■ Exercise aim: Please transcribe exactly, and only, the lines of the data below between the line holding "prints a secret." and the line holding "pub fn is_sensitive_field(field_name: &str)", inclusive.

■ Record excerpts:
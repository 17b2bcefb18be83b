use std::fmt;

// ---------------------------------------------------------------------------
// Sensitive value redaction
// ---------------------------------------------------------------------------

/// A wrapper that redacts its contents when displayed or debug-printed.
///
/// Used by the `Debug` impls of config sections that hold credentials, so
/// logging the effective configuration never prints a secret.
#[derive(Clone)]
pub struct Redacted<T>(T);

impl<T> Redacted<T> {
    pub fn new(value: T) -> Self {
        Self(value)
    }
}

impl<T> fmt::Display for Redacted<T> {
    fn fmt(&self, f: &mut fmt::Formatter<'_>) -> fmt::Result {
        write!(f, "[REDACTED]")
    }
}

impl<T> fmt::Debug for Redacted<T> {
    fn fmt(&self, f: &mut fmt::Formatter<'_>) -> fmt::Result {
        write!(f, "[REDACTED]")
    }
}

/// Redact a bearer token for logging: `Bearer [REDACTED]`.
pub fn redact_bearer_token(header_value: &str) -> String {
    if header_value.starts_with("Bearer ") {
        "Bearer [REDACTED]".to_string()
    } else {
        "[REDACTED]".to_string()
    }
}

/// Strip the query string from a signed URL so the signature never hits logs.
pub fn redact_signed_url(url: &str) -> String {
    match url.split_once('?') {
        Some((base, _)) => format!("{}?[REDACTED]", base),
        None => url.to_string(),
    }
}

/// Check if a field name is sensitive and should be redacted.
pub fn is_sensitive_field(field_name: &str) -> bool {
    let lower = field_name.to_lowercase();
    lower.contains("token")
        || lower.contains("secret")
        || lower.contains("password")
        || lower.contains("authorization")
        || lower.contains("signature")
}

■ Result of this exercise:
/// logging the effective configuration never prints a secret.
#[derive(Clone)]
pub struct Redacted<T>(T);

impl<T> Redacted<T> {
    pub fn new(value: T) -> Self {
        Self(value)
    }
}

impl<T> fmt::Display for Redacted<T> {
    fn fmt(&self, f: &mut fmt::Formatter<'_>) -> fmt::Result {
        write!(f, "[REDACTED]")
    }
}

impl<T> fmt::Debug for Redacted<T> {
    fn fmt(&self, f: &mut fmt::Formatter<'_>) -> fmt::Result {
        write!(f, "[REDACTED]")
    }
}

/// Redact a bearer token for logging: `Bearer [REDACTED]`.
pub fn redact_bearer_token(header_value: &str) -> String {
    if header_value.starts_with("Bearer ") {
        "Bearer [REDACTED]".to_string()
    } else {
        "[REDACTED]".to_string()
    }
}

/// Strip the query string from a signed URL so the signature never hits logs.
pub fn redact_signed_url(url: &str) -> String {
    match url.split_once('?') {
        Some((base, _)) => format!("{}?[REDACTED]", base),
        None => url.to_string(),
    }
}

/// Check if a field name is sensitive and should be redacted.
pub fn is_sensitive_field(field_name: &str) -> bool {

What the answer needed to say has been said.